| GIVEN INFORMATION |

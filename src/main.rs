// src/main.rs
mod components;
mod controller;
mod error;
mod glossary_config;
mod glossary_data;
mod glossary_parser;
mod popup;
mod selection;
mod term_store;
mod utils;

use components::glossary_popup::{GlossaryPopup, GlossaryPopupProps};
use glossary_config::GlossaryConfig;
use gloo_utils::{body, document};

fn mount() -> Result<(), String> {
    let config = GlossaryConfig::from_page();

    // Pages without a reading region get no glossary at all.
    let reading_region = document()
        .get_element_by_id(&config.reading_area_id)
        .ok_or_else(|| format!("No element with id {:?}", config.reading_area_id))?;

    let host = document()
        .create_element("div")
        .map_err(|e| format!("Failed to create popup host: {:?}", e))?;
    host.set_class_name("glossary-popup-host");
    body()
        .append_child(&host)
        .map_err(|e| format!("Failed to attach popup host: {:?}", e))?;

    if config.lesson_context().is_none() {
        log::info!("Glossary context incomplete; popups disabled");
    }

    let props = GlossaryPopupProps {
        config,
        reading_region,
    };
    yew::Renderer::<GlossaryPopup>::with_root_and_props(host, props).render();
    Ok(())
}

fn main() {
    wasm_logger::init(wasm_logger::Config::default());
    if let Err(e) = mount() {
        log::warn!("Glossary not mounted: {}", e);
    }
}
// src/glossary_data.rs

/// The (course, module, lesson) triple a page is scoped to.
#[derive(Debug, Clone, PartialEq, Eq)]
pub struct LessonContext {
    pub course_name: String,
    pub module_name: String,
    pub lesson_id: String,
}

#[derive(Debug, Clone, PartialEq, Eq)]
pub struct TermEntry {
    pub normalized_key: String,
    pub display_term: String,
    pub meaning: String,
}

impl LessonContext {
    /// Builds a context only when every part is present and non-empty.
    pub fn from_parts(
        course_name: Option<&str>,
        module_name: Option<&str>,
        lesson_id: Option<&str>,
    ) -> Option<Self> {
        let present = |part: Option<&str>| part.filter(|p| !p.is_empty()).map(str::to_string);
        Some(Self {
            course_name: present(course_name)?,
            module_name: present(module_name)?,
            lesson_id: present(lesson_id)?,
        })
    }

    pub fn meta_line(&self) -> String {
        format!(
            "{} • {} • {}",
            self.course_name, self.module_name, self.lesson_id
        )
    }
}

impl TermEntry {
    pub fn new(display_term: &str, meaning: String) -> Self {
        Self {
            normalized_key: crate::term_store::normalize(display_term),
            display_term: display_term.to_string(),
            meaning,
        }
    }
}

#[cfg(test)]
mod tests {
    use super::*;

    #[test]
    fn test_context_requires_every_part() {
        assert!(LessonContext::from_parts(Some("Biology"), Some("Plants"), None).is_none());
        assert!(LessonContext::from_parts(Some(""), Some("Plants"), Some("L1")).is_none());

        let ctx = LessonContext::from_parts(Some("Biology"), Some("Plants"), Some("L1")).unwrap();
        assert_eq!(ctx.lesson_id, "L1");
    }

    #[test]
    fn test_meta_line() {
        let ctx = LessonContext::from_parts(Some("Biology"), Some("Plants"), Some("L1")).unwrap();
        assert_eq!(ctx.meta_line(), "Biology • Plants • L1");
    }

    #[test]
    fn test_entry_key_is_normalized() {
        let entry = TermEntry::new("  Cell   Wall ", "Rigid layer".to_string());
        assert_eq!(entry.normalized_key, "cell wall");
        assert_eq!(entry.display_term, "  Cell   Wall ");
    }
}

| WHAT THE EXERCISE ASKS |
Print each entry precisely. Include every line.

| TASK RESPONSE |
filename src/main.rs
// src/main.rs
mod components;
mod controller;
mod error;
mod glossary_config;
mod glossary_data;
mod glossary_parser;
mod popup;
mod selection;
mod term_store;
mod utils;

use components::glossary_popup::{GlossaryPopup, GlossaryPopupProps};
use glossary_config::GlossaryConfig;
use gloo_utils::{body, document};

fn mount() -> Result<(), String> {
    let config = GlossaryConfig::from_page();

    // Pages without a reading region get no glossary at all.
    let reading_region = document()
        .get_element_by_id(&config.reading_area_id)
        .ok_or_else(|| format!("No element with id {:?}", config.reading_area_id))?;

    let host = document()
        .create_element("div")
        .map_err(|e| format!("Failed to create popup host: {:?}", e))?;
    host.set_class_name("glossary-popup-host");
    body()
        .append_child(&host)
        .map_err(|e| format!("Failed to attach popup host: {:?}", e))?;

    if config.lesson_context().is_none() {
        log::info!("Glossary context incomplete; popups disabled");
    }

    let props = GlossaryPopupProps {
        config,
        reading_region,
    };
    yew::Renderer::<GlossaryPopup>::with_root_and_props(host, props).render();
    Ok(())
}

fn main() {
    wasm_logger::init(wasm_logger::Config::default());
    if let Err(e) = mount() {
        log::warn!("Glossary not mounted: {}", e);
    }
}
// src/glossary_data.rs

/// The (course, module, lesson) triple a page is scoped to.
#[derive(Debug, Clone, PartialEq, Eq)]
pub struct LessonContext {
    pub course_name: String,
    pub module_name: String,
    pub lesson_id: String,
}

#[derive(Debug, Clone, PartialEq, Eq)]
pub struct TermEntry {
    pub normalized_key: String,
    pub display_term: String,
    pub meaning: String,
}

impl LessonContext {
    /// Builds a context only when every part is present and non-empty.
    pub fn from_parts(
        course_name: Option<&str>,
        module_name: Option<&str>,
        lesson_id: Option<&str>,
    ) -> Option<Self> {
        let present = |part: Option<&str>| part.filter(|p| !p.is_empty()).map(str::to_string);
        Some(Self {
            course_name: present(course_name)?,
            module_name: present(module_name)?,
            lesson_id: present(lesson_id)?,
        })
    }

    pub fn meta_line(&self) -> String {
        format!(
            "{} • {} • {}",
            self.course_name, self.module_name, self.lesson_id
        )
    }
}

impl TermEntry {
    pub fn new(display_term: &str, meaning: String) -> Self {
        Self {
            normalized_key: crate::term_store::normalize(display_term),
            display_term: display_term.to_string(),
            meaning,
        }
    }
}

#[cfg(test)]
mod tests {
    use super::*;

    #[test]
    fn test_context_requires_every_part() {
        assert!(LessonContext::from_parts(Some("Biology"), Some("Plants"), None).is_none());
        assert!(LessonContext::from_parts(Some(""), Some("Plants"), Some("L1")).is_none());

        let ctx = LessonContext::from_parts(Some("Biology"), Some("Plants"), Some("L1")).unwrap();
        assert_eq!(ctx.lesson_id, "L1");
    }

    #[test]
    fn test_meta_line() {
        let ctx = LessonContext::from_parts(Some("Biology"), Some("Plants"), Some("L1")).unwrap();
        assert_eq!(ctx.meta_line(), "Biology • Plants • L1");
    }

    #[test]
    fn test_entry_key_is_normalized() {
        let entry = TermEntry::new("  Cell   Wall ", "Rigid layer".to_string());
        assert_eq!(entry.normalized_key, "cell wall");
        assert_eq!(entry.display_term, "  Cell   Wall ");
    }
}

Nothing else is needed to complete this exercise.